Avant de finir ce court abrégé d'une longue vie de souffrances et de mérites, nous sentons le besoin de vous dire aussi, ma Révérende Mère, les consola­tions qui en ont adouci grandement les amertumes : Notre chère Soeur était, nous l'avons dit, une âme de foi ; si dans ses supérieurs elle savait toujours trouver Dieu, à bien plus forte raison le découvrait-elle dans celui qui, pour notre diocèse, en est la majestueuse et douce image : notre saint Evêque et Père, Supérieur immédiat de notre petit Carmel ; jamais ma Soeur Marie-Joseph de l'Enfant-Jésus n'avait cherché autre chose qu'à se cacher, il n'y avait qu'une exception à cette règle : celle de recevoir une bénédiction ou de baiser l'anneau pastoral de notre vénéré prélat ; aussi fit-il comme Jésus-Hostie pour cette fidèle brebis de son petit bercail et vint-il deux fois la bénir, s'entretenir avec elle et se recommander à ses prières : bien que toujours humble, notre bien-aimée Soeur fut profondément touchée et heu­reuse de cette marque de bonté de Sa Grandeur dont les paroles d'encoura­gement furent pour elle comme un avant-goût de celles qui, quelques jours plus tard, devaient, nous l'espérons, faire tressaillir son âme d'une joie d'au­tant plus intense qu'elle avait redouté davantage l'instant suprême, et la sentence qui devait à jamais fixer son éternité !

 Monsieur le vicaire général, ancien père confesseur de notre Communauté pour lequel elle avait conservé la plus entière confiance et le plus filial respect, est également venu plusieurs fois lui apporter des paroles de paternel encou­ragement.

Enfin, ma Révérende Mère, nous vous prions de nous aider à acquitter nos dettes de reconnaissance envers nos dignes Pères confesseurs et autres véné­rables prêtres qui, durant cette longue épreuve de notre chère malade, ont contribué largement à la lui adoucir ainsi qu'à nous, par leur empressement charitable à lui donner le secours de leur saint ministère.

Malgré l'espérance que nous donnent de sa béatitude la vie si édifiante et les vertus pratiquées par notre bien-aimée Soeur durant ses derniers mois, nous ne saurions oublier que Dieu trouve des taches dans ses anges mêmes ; c'est pourquoi nous vous prions, ma Révérende Mère, de joindre aux suf­frages déjà demandés, par grâce, une communion de votre sainte Commu­nauté, une journée de bonnes oeuvres, les six Pater et une invocation aux saints noms de Jésus, Marie, Joseph, auxquels notre chère Soeur avait une particulière dévotion ; elle vous en sera très reconnaissante, ainsi que nous qui avons la grâce de nous dire en Notre Seigneur,

Ma très Révérende Mère,

 

Votre humble et indigne servante,

Soeur Marie de la Croix

Relig.
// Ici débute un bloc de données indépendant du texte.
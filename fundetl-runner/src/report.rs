//! Summary of one pipeline run.

use chrono::{DateTime, Utc};
use fundetl_core::SaveMode;
use serde::{Deserialize, Serialize};
use std::fs;
use std::io;
use std::path::{Path, PathBuf};

/// What a completed run produced.
#[derive(Debug, Clone, Serialize, Deserialize, PartialEq)]
pub struct PipelineReport {
    pub statement: String,
    pub symbols: Vec<String>,
    pub raw_path: PathBuf,
    pub cleaned_path: PathBuf,
    pub save_mode: SaveMode,
    /// Rows in the cleaned table.
    pub rows: usize,
    pub columns: Vec<String>,
    /// BLAKE3 of the cleaned artifact, hashed before cleanup.
    pub cleaned_blake3: String,
    /// `s3://` addresses written, empty when uploads are disabled.
    pub remote_uris: Vec<String>,
    /// Local files removed by cleanup.
    pub removed: Vec<PathBuf>,
    pub started_at: DateTime<Utc>,
    pub finished_at: DateTime<Utc>,
}

impl PipelineReport {
    pub fn elapsed_ms(&self) -> i64 {
        (self.finished_at - self.started_at).num_milliseconds()
    }

    pub fn to_json(&self) -> serde_json::Result<String> {
        serde_json::to_string_pretty(self)
    }
}

/// Hex BLAKE3 digest of a file's contents.
pub fn hash_file(path: &Path) -> io::Result<String> {
    let bytes = fs::read(path)?;
    Ok(blake3::hash(&bytes).to_hex().to_string())
}
//! Calendar window used to filter statement rows by reporting date.

use chrono::{NaiveDate, NaiveDateTime, NaiveTime};
use serde::{Deserialize, Serialize};

/// Accepted textual forms for the date column.
const DATE_FORMATS: &[&str] = &["%Y-%m-%d"];
const DATETIME_FORMATS: &[&str] = &[
    "%Y-%m-%d %H:%M:%S",
    "%Y-%m-%d %H:%M:%S%.f",
    "%Y-%m-%dT%H:%M:%S",
    "%Y-%m-%dT%H:%M:%S%.f",
];

/// Inclusive daily range `[start, end]`.
#[derive(Debug, Clone, Copy, PartialEq, Eq, Serialize, Deserialize)]
pub struct DateWindow {
    pub start: NaiveDate,
    pub end: NaiveDate,
}

impl Default for DateWindow {
    /// 2017-01-01 through 2022-03-31.
    fn default() -> Self {
        Self {
            start: NaiveDate::from_ymd_opt(2017, 1, 1).unwrap_or_default(),
            end: NaiveDate::from_ymd_opt(2022, 3, 31).unwrap_or_default(),
        }
    }
}

impl DateWindow {
    /// `None` when `start > end`.
    pub fn new(start: NaiveDate, end: NaiveDate) -> Option<Self> {
        (start <= end).then_some(Self { start, end })
    }

    pub fn contains(&self, date: NaiveDate) -> bool {
        self.start <= date && date <= self.end
    }

    /// A timestamp is a member only if it is midnight of a day in the window.
    pub fn contains_day(&self, ts: NaiveDateTime) -> bool {
        ts.time() == NaiveTime::MIN && self.contains(ts.date())
    }
}

/// Parse a date or datetime value. Date-only values are taken as midnight.
pub fn parse_timestamp(value: &str) -> Option<NaiveDateTime> {
    let value = value.trim();
    DATE_FORMATS
        .iter()
        .find_map(|fmt| NaiveDate::parse_from_str(value, fmt).ok())
        .map(|d| d.and_time(NaiveTime::MIN))
        .or_else(|| {
            DATETIME_FORMATS
                .iter()
                .find_map(|fmt| NaiveDateTime::parse_from_str(value, fmt).ok())
        })
}

#[cfg(test)]
mod tests {
    use super::*;
    use proptest::prelude::*;

    fn ymd(y: i32, m: u32, d: u32) -> NaiveDate {
        NaiveDate::from_ymd_opt(y, m, d).unwrap()
    }

    #[test]
    fn default_window() {
        let w = DateWindow::default();
        assert_eq!(w.start, ymd(2017, 1, 1));
        assert_eq!(w.end, ymd(2022, 3, 31));
    }

    #[test]
    fn bounds_are_inclusive() {
        let w = DateWindow::default();
        assert!(w.contains(ymd(2017, 1, 1)));
        assert!(w.contains(ymd(2022, 3, 31)));
        assert!(!w.contains(ymd(2016, 12, 31)));
        assert!(!w.contains(ymd(2022, 4, 1)));
    }

    #[test]
    fn inverted_window_rejected() {
        assert!(DateWindow::new(ymd(2022, 1, 1), ymd(2021, 1, 1)).is_none());
        assert!(DateWindow::new(ymd(2022, 1, 1), ymd(2022, 1, 1)).is_some());
    }

    #[test]
    fn intraday_timestamps_are_not_days() {
        let w = DateWindow::default();
        assert!(w.contains_day(parse_timestamp("2019-06-30").unwrap()));
        assert!(w.contains_day(parse_timestamp("2019-06-30 00:00:00").unwrap()));
        assert!(!w.contains_day(parse_timestamp("2019-06-30 12:30:00").unwrap()));
    }

    #[test]
    fn parse_rejects_garbage() {
        assert!(parse_timestamp("not a date").is_none());
        assert!(parse_timestamp("2019-02-30").is_none());
        assert!(parse_timestamp("").is_none());
    }

    proptest! {
        #[test]
        fn contains_day_matches_inclusive_bounds(offset in -400i64..2400) {
            let w = DateWindow::default();
            let date = w.start + chrono::Duration::days(offset);
            let ts = parse_timestamp(&date.format("%Y-%m-%d").to_string()).unwrap();
            let in_sequence = date >= w.start && date <= w.end;
            prop_assert_eq!(w.contains_day(ts), in_sequence);
        }
    }
}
Carmél. ind. Prieure.

De notre Monastère de la Nativité de Notre Seigneur, de l'Immaculée- Conception de la sainte Vierge, sous la protection de notre Père saint Joseph, des Carmélites de Moulins, ce 15 décembre 1892.

 

P. S. — Nous vous prions humblement, ma Révérende Mère, de nous aider à obtenir, par les plus ardentes supplications, la guérison et toutes les grâces dont peut avoir besoin M. de L., respectable frère de notre chère défunte, auquel nous devons la plus profonde reconnaissance, ainsi qu'à plusieurs membres de cette noble et si chrétienne famille.